ACTION ITEM:
Go through the entries below and print, exactly, the lines starting at the one with "fn default() ->" and ending at the one with "flags false. Output", keeping both ends and no others.

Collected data
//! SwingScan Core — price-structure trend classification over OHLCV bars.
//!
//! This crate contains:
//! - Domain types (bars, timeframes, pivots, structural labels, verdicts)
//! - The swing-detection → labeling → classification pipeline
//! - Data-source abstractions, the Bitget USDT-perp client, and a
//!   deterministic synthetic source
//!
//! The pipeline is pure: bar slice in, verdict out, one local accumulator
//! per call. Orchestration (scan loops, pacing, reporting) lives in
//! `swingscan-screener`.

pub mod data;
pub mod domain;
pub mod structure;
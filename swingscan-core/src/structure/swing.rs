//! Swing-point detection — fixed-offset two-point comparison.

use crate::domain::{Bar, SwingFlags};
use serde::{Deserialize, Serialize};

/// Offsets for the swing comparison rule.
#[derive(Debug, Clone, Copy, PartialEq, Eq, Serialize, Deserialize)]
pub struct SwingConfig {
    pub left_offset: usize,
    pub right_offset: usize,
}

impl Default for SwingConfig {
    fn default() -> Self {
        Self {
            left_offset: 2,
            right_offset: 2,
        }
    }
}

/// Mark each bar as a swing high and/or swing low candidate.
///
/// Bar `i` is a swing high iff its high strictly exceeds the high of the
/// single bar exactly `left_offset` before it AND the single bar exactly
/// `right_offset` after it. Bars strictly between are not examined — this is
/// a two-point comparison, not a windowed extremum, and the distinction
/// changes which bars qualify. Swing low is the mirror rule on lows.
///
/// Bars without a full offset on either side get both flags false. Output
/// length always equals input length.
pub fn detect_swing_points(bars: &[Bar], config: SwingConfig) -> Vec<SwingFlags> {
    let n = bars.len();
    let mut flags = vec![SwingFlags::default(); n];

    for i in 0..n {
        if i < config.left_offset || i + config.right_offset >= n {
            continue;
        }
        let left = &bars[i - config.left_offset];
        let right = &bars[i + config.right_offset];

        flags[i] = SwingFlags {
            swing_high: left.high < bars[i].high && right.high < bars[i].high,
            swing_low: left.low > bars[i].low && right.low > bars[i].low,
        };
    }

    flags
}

WRITTEN SOLUTION:
    fn default() -> Self {
        Self {
            left_offset: 2,
            right_offset: 2,
        }
    }
}

/// Mark each bar as a swing high and/or swing low candidate.
///
/// Bar `i` is a swing high iff its high strictly exceeds the high of the
/// single bar exactly `left_offset` before it AND the single bar exactly
/// `right_offset` after it. Bars strictly between are not examined — this is
/// a two-point comparison, not a windowed extremum, and the distinction
/// changes which bars qualify. Swing low is the mirror rule on lows.
///
/// Bars without a full offset on either side get both flags false. Output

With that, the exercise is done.